I made a delicious and easy dinner using Johnsonville® as part of a sponsored post for Socialstars. #SausageFamily
Last week as I was prepping for The Bourbon Chase one thing I ate plenty of was pasta, but one thing I didn’t account for was how quickly I’d run out of tomato sauce. Luckily, I figured out that I was able to whip together a sauce with the extra canned tomatoes I had in the pantry. If you’ve ever found yourself in the same boat keep on reading for the recipe.
One of my favorite things about pasta dishes? They’ve got all you need right there in one dish. Carbs + proteins are the building blocks of a solid dinner, and this recipe for Italian Sausage Rigatoni made with Johnsonville® Italian Sausage is no exception. Throw together a quick salad while the pasta is cooking, and you’ve got yourself a well rounded meal. This dish will heat up perfectly for the rest of the week, which means you’ll be able to knock out several meals for the week in one fell swoop. What’s not to love?
Italian Sausage Rigatoni
- 1 Can Diced Tomatoes (No Sodium)
- 2 Tsp.
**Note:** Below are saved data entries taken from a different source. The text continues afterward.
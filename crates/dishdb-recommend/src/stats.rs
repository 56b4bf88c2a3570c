//! Descriptive price statistics over the whole catalog.
//!
//! Percentiles use the nearest-rank index `floor(n * p)` into the ascending
//! price list, without interpolation.

use dishdb_core::Store;
use rust_decimal::Decimal;
use serde::Serialize;

use crate::price::{format_price, parse_price, serialize_formatted};

/// Per-store summaries kept in a report, in catalog order.
pub const STORE_SUMMARY_LIMIT: usize = 20;

#[derive(Debug, Clone, PartialEq)]
pub enum PriceStats {
    /// No dish in the catalog carries a positive price.
    NoData,
    Report(PriceReport),
}

#[derive(Debug, Clone, PartialEq, Serialize)]
pub struct PriceReport {
    pub total_stores: usize,
    /// Priced dishes only.
    pub total_dishes: usize,
    pub price_range: PriceRange,
    pub percentiles: Percentiles,
    pub store_statistics: Vec<StoreSummary>,
    pub suggestions: BudgetSuggestions,
}

#[derive(Debug, Clone, PartialEq, Serialize)]
pub struct PriceRange {
    #[serde(serialize_with = "serialize_formatted")]
    pub min: Decimal,
    #[serde(serialize_with = "serialize_formatted")]
    pub max: Decimal,
    #[serde(serialize_with = "serialize_formatted")]
    pub avg: Decimal,
}

#[derive(Debug, Clone, PartialEq, Serialize)]
pub struct Percentiles {
    #[serde(serialize_with = "serialize_formatted")]
    pub p10: Decimal,
    #[serde(serialize_with = "serialize_formatted")]
    pub p25: Decimal,
    #[serde(serialize_with = "serialize_formatted")]
    pub p50: Decimal,
    #[serde(serialize_with = "serialize_formatted")]
    pub p75: Decimal,
    #[serde(serialize_with = "serialize_formatted")]
    pub p90: Decimal,
}

#[derive(Debug, Clone, PartialEq, Serialize)]
pub struct StoreSummary {
    #[serde(rename = "nameStore")]
    pub name: String,
    pub dish_count: usize,
    #[serde(serialize_with = "serialize_formatted")]
    pub min_price: Decimal,
    #[serde(serialize_with = "serialize_formatted")]
    pub max_price: Decimal,
    #[serde(serialize_with = "serialize_formatted")]
    pub avg_price: Decimal,
}

#[derive(Debug, Clone, PartialEq, Eq, Serialize)]
pub struct BudgetSuggestions {
    pub low_budget: String,
    pub medium_budget: String,
    pub high_budget: String,
}

/// Value at index `floor(n * pct / 100)` of an ascending slice, clamped to
/// the last element. `None` for an empty slice.
#[must_use]
pub fn percentile(sorted: &[Decimal], pct: usize) -> Option<Decimal> {
    let last = sorted.len().checked_sub(1)?;
    let idx = (sorted.len() * pct / 100).min(last);
    Some(sorted[idx])
}

/// Min, max and mean of a non-empty slice.
fn range_of(prices: &[Decimal]) -> Option<PriceRange> {
    let min = prices.iter().min().copied()?;
    let max = prices.iter().max().copied()?;
    let sum: Decimal = prices.iter().sum();
    let avg = sum / Decimal::from(prices.len());
    Some(PriceRange { min, max, avg })
}

/// Plates a budget of `amount` buys at the average price, at least one.
fn plates_for(amount: Decimal, avg: Decimal) -> Decimal {
    if avg <= Decimal::ZERO {
        return Decimal::ONE;
    }
    (amount / avg).floor().max(Decimal::ONE)
}

/// Single pass over the catalog collecting every positive price.
#[must_use]
pub fn price_stats(stores: &[Store]) -> PriceStats {
    let mut all_prices: Vec<Decimal> = Vec::new();
    let mut store_statistics: Vec<StoreSummary> = Vec::new();

    for store in stores {
        let store_prices: Vec<Decimal> = store
            .categories
            .iter()
            .flat_map(|c| &c.dishes)
            .map(|d| parse_price(&d.price))
            .filter(|p| *p > Decimal::ZERO)
            .collect();

        if let Some(range) = range_of(&store_prices) {
            store_statistics.push(StoreSummary {
                name: store.name.clone(),
                dish_count: store_prices.len(),
                min_price: range.min,
                max_price: range.max,
                avg_price: range.avg,
            });
        }
        all_prices.extend(store_prices);
    }

    all_prices.sort();
    let Some(price_range) = range_of(&all_prices) else {
        return PriceStats::NoData;
    };

    // Non-empty here, so every percentile exists.
    let at = |pct| percentile(&all_prices, pct).unwrap_or(Decimal::ZERO);
    let percentiles = Percentiles {
        p10: at(10),
        p25: at(25),
        p50: at(50),
        p75: at(75),
        p90: at(90),
    };

    let avg = price_range.avg;
    let suggestions = BudgetSuggestions {
        low_budget: format!(
            "For budget under {}, try {} plates",
            format_price(percentiles.p25),
            plates_for(percentiles.p25, avg)
        ),
        medium_budget: format!(
            "For budget around {}, try {} plates",
            format_price(percentiles.p50),
            plates_for(percentiles.p50, avg)
        ),
        high_budget: format!(
            "For budget over {}, try {} plates",
            format_price(percentiles.p75),
            plates_for(percentiles.p75, avg)
        ),
    };

    store_statistics.truncate(STORE_SUMMARY_LIMIT);

    PriceStats::Report(PriceReport {
        total_stores: stores.len(),
        total_dishes: all_prices.len(),
        price_range,
        percentiles,
        store_statistics,
        suggestions,
    })
}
Salt
- 2 Tsp. Black Pepper
- 1/2 Tsp. Chili Powder
- 2 Tsp. Sugar
- 1 Package of Johnsonville® Italian Sausage
- Bring water, olive oil, and salt to boil.
- Cook pasta for 12 minutes.
- Add 2 tsp. of olive oil to pan, brown on all sides (5 minutes).
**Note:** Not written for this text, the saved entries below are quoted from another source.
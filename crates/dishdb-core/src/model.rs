//! Catalog data model: stores, their menu categories, and dishes.
//!
//! Field names on the wire follow the JSON document written by the scraper
//! (`nameStore`, `category`, `lastScraped`), so an existing `stores.json`
//! deserializes without any migration step.

use chrono::{DateTime, Utc};
use serde::{Deserialize, Serialize};
use serde_json::{Map, Value};

/// A restaurant on the delivery platform together with its scraped menu.
#[derive(Debug, Clone, PartialEq, Serialize, Deserialize)]
pub struct Store {
    /// Catalog key. Unique across the catalog when compared case-insensitively.
    #[serde(rename = "nameStore")]
    pub name: String,
    #[serde(default)]
    pub url: String,
    /// Restaurant metadata captured by the scraper. Never interpreted here.
    #[serde(default, skip_serializing_if = "Value::is_null")]
    pub restaurant: Value,
    #[serde(
        rename = "lastScraped",
        default,
        skip_serializing_if = "Option::is_none"
    )]
    pub last_scraped: Option<DateTime<Utc>>,
    #[serde(default)]
    pub categories: Vec<Category>,
}

impl Store {
    /// Case-insensitive comparison against the catalog key.
    #[must_use]
    pub fn matches_name(&self, name: &str) -> bool {
        self.name.to_lowercase() == name.to_lowercase()
    }

    /// Number of dishes across all categories, priced or not.
    #[must_use]
    pub fn dish_count(&self) -> usize {
        self.categories.iter().map(|c| c.dishes.len()).sum()
    }
}

#[derive(Debug, Clone, PartialEq, Serialize, Deserialize)]
pub struct Category {
    #[serde(rename = "category")]
    pub name: String,
    #[serde(default)]
    pub dishes: Vec<Dish>,
}

/// A single menu item as scraped.
///
/// `price` is kept as the raw, locale-formatted text (e.g. `"119,40 MAD"`);
/// numeric interpretation happens in the recommender.
#[derive(Debug, Clone, PartialEq, Serialize, Deserialize)]
pub struct Dish {
    pub title: String,
    #[serde(default)]
    pub price: String,
    #[serde(default)]
    pub description: String,
    /// Either an image URL or an `{ data, contentType }` object after base64
    /// conversion.
    #[serde(default, skip_serializing_if = "Value::is_null")]
    pub image: Value,
    #[serde(default)]
    pub discount: String,
    /// Any other keys the scraper attached (e.g. `originalPrice`).
    #[serde(flatten)]
    pub extra: Map<String, Value>,
}

impl Dish {
    /// Two dishes are the same menu entry when title and description match.
    #[must_use]
    pub fn same_entry(&self, other: &Dish) -> bool {
        self.title == other.title && self.description == other.description
    }
}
- Add 1/2 cup of water to pan and allow to simmer for 15 minutes or until cooked through.
- Once cooled slice on the diagonal.
- Combine all ingredients in sauce pan and bring to boil.
- Simmer over low heat for 20 minutes.
- Adjust seasonings to taste.
- More/less salt can be used, but only if you use no sodium tomatoes. Which is why this recipe is bomb.com, especially if you’re training for a race because salt isn’t your friend at that time.